Disclosure also has to be made about the risks of investing in penny stocks in both public offerings and in secondary trading and about the commissions payable to both the broker-dealer and the registered representative, current quotations for the securities and the rights and remedies available to an investor in cases of fraud in penny stock transactions. Finally, monthly statements have to be sent disclosing recent price information for the penny stock held in the account and information on the limited market in penny stocks.
 
IF WE FAIL TO MAINTAIN EFFECTIVE INTERNAL CONTROLS OVER FINANCIAL REPORTING, THE PRICE OF OUR  COMMON STOCK MAY BE ADVERSELY AFFECTED. 

Our internal controls over financial reporting may have weaknesses and conditions that need to be addressed, the disclosure of which may have an adverse impact on the price of our common stock. We are required to establish and maintain appropriate internal controls over financial reporting.
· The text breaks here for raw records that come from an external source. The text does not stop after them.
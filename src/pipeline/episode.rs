//! Episode runner for driving an environment end to end

use serde::{Deserialize, Serialize};
use tracing::{debug, info};

use crate::{
    Result,
    environment::Environment,
    ports::{ActionSelector, Observer},
    tictactoe::{Action, Board, Outcome},
};

/// Episode runner configuration
#[derive(Debug, Clone, PartialEq, Eq, Serialize, Deserialize)]
pub struct EpisodeConfig {
    /// Number of episodes to play
    pub episodes: usize,

    /// Random seed; the agent selector gets `seed`, the env selector `seed + 1`
    pub seed: Option<u64>,
}

impl Default for EpisodeConfig {
    fn default() -> Self {
        Self {
            episodes: 100,
            seed: None,
        }
    }
}

/// One finished episode
#[derive(Debug, Clone, PartialEq, Eq, Serialize, Deserialize)]
pub struct EpisodeRecord {
    pub outcome: Outcome,
    /// Sum of step rewards
    pub total_return: i32,
    /// Number of `step` calls (agent moves)
    pub agent_moves: usize,
    /// Every placement in play order, agent and env interleaved
    pub moves: Vec<Action>,
    pub final_board: Board,
}

/// Aggregate of a simulation run, counted from the agent's perspective
#[derive(Debug, Clone, PartialEq, Serialize, Deserialize)]
pub struct SimulationSummary {
    pub episodes: usize,
    pub wins: usize,
    pub losses: usize,
    pub ties: usize,
    pub win_rate: f64,
    pub loss_rate: f64,
    pub tie_rate: f64,
    pub mean_return: f64,
    pub mean_agent_moves: f64,
}

impl SimulationSummary {
    pub fn from_records(records: &[EpisodeRecord]) -> Self {
        let episodes = records.len();
        let count = |outcome: Outcome| records.iter().filter(|r| r.outcome == outcome).count();
        let wins = count(Outcome::Win);
        let losses = count(Outcome::Lose);
        let ties = count(Outcome::Tie);

        let ratio = |n: f64| {
            if episodes > 0 {
                n / episodes as f64
            } else {
                0.0
            }
        };

        Self {
            episodes,
            wins,
            losses,
            ties,
            win_rate: ratio(wins as f64),
            loss_rate: ratio(losses as f64),
            tie_rate: ratio(ties as f64),
            mean_return: ratio(records.iter().map(|r| r.total_return as f64).sum()),
            mean_agent_moves: ratio(records.iter().map(|r| r.agent_moves as f64).sum()),
        }
    }
}

/// Plays whole episodes: reset, then agent picks and `step`s until done.
pub struct EpisodeRunner {
    config: EpisodeConfig,
    observers: Vec<Box<dyn Observer>>,
}

impl EpisodeRunner {
    pub fn new(config: EpisodeConfig) -> Self {
        Self {
            config,
            observers: Vec::new(),
        }
    }

    /// Add an observer to the runner
    pub fn with_observer(mut self, observer: Box<dyn Observer>) -> Self {
        self.observers.push(observer);
        self
    }

    pub fn config(&self) -> &EpisodeConfig {
        &self.config
    }

    /// Run all configured episodes and summarize them.
    ///
    /// # Errors
    ///
    /// Propagates the first error from the environment, a selector, or an
    /// observer.
    pub fn run<S, A>(
        &mut self,
        env: &mut Environment<S>,
        agent: &mut A,
    ) -> Result<SimulationSummary>
    where
        S: ActionSelector,
        A: ActionSelector + ?Sized,
    {
        if let Some(seed) = self.config.seed {
            agent.set_rng_seed(seed)?;
            env.selector_mut().set_rng_seed(seed.wrapping_add(1))?;
        }

        for observer in &mut self.observers {
            observer.on_simulation_start(self.config.episodes)?;
        }

        let mut records = Vec::with_capacity(self.config.episodes);
        for episode in 0..self.config.episodes {
            let record = self.play_episode(episode, env, agent)?;
            debug!(episode, outcome = %record.outcome, total_return = record.total_return, "episode finished");
            for observer in &mut self.observers {
                observer.on_episode_end(episode, &record)?;
            }
            records.push(record);
        }

        for observer in &mut self.observers {
            observer.on_simulation_end()?;
        }

        let summary = SimulationSummary::from_records(&records);
        info!(
            episodes = summary.episodes,
            wins = summary.wins,
            losses = summary.losses,
            ties = summary.ties,
            agent = agent.name(),
            env = env.selector().name(),
            "simulation finished"
        );
        Ok(summary)
    }

    fn play_episode<S, A>(
        &mut self,
        episode: usize,
        env: &mut Environment<S>,
        agent: &mut A,
    ) -> Result<EpisodeRecord>
    where
        S: ActionSelector,
        A: ActionSelector + ?Sized,
    {
        let mut board = env.reset();
        for observer in &mut self.observers {
            observer.on_episode_start(episode)?;
        }

        let mut moves = Vec::new();
        let mut total_return = 0;
        let mut step = 0;
        loop {
            let actions: Vec<Action> = env.action_space().agent_actions().collect();
            let action = agent.select_action(&board, &actions)?;
            let result = env.step(action)?;

            moves.push(action);
            moves.extend(result.env_action);
            total_return += result.reward;
            board = result.board;

            for observer in &mut self.observers {
                observer.on_step(episode, step, &action, &result)?;
            }
            step += 1;

            if result.done {
                return Ok(EpisodeRecord {
                    outcome: result.outcome,
                    total_return,
                    agent_moves: step,
                    moves,
                    final_board: board,
                });
            }
        }
    }
}

#[cfg(test)]
mod tests {
    use std::sync::{Arc, Mutex};

    use super::*;
    use crate::adapters::{RandomSelector, ScriptedSelector};

    struct Recording(Arc<Mutex<Vec<EpisodeRecord>>>);

    impl Observer for Recording {
        fn on_episode_end(&mut self, _episode: usize, record: &EpisodeRecord) -> Result<()> {
            self.0.lock().unwrap().push(record.clone());
            Ok(())
        }
    }

    #[test]
    fn scripted_episode_records_every_move() {
        let mut env = Environment::new(ScriptedSelector::new("env", [(0, 2), (1, 6)]));
        // Agent finishes the top row: 2 + 6 + 7
        let mut agent = ScriptedSelector::new("agent", [(4, 5), (8, 9), (2, 7)]);
        let records = Arc::new(Mutex::new(Vec::new()));
        let mut runner = EpisodeRunner::new(EpisodeConfig {
            episodes: 1,
            seed: None,
        })
        .with_observer(Box::new(Recording(Arc::clone(&records))));

        let summary = runner.run(&mut env, &mut agent).unwrap();
        assert_eq!(summary.episodes, 1);
        assert_eq!(summary.wins, 1);
        assert_eq!(summary.mean_return, 8.0);

        let records = records.lock().unwrap();
        let record = &records[0];
        assert_eq!(record.outcome, Outcome::Win);
        assert_eq!(record.total_return, -1 - 1 + 10);
        assert_eq!(record.agent_moves, 3);
        assert_eq!(
            record.moves,
            vec![
                Action::new(4, 5),
                Action::new(0, 2),
                Action::new(8, 9),
                Action::new(1, 6),
                Action::new(2, 7),
            ]
        );
        assert_eq!(record.final_board.encode(), "267.5...9");
    }

    #[test]
    fn seeded_runs_are_reproducible() {
        let config = EpisodeConfig {
            episodes: 25,
            seed: Some(42),
        };

        let mut first = EpisodeRunner::new(config.clone());
        let a = first
            .run(&mut Environment::default(), &mut RandomSelector::new("agent"))
            .unwrap();
        let mut second = EpisodeRunner::new(config);
        let b = second
            .run(&mut Environment::default(), &mut RandomSelector::new("agent"))
            .unwrap();

        assert_eq!(a, b);
        assert_eq!(a.wins + a.losses + a.ties, 25);
    }

    #[test]
    fn empty_summary_has_zero_rates() {
        let summary = SimulationSummary::from_records(&[]);
        assert_eq!(summary.episodes, 0);
        assert_eq!(summary.win_rate, 0.0);
        assert_eq!(summary.mean_return, 0.0);
    }
}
Failure to establish those controls, or any failure of those controls once established, could adversely impact our public disclosures regarding our business, financial condition or results of operations. In addition, our management’s assessment of internal controls over financial reporting may identify weaknesses and conditions that need to be addressed in our internal controls over financial reporting or other matters that may raise concerns for investors. Any actual or perceived weaknesses and conditions that need to be addressed in our internal controls over financial reporting, disclosure of our management’s assessment of our internal controls over financial reporting or disclosure of our public accounting firm’s attestation to or report on management’s assessment of the Company’s internal controls over financial reporting may have an adverse impact on the price of our common stock.

UPON SUCH TIME AS OUR STOCK IS ACTIVELY TRADED, STANDARDS FOR COMPLIANCE WITH SECTION 404 OF THE SARBANES-OXLEY ACT OF 2002 ARE UNCERTAIN, AND IF WE FAIL TO COMPLY IN A TIMELY MANNER, OUR BUSINESS COULD BE HARMED AND OUR STOCK PRICE COULD DECLINE.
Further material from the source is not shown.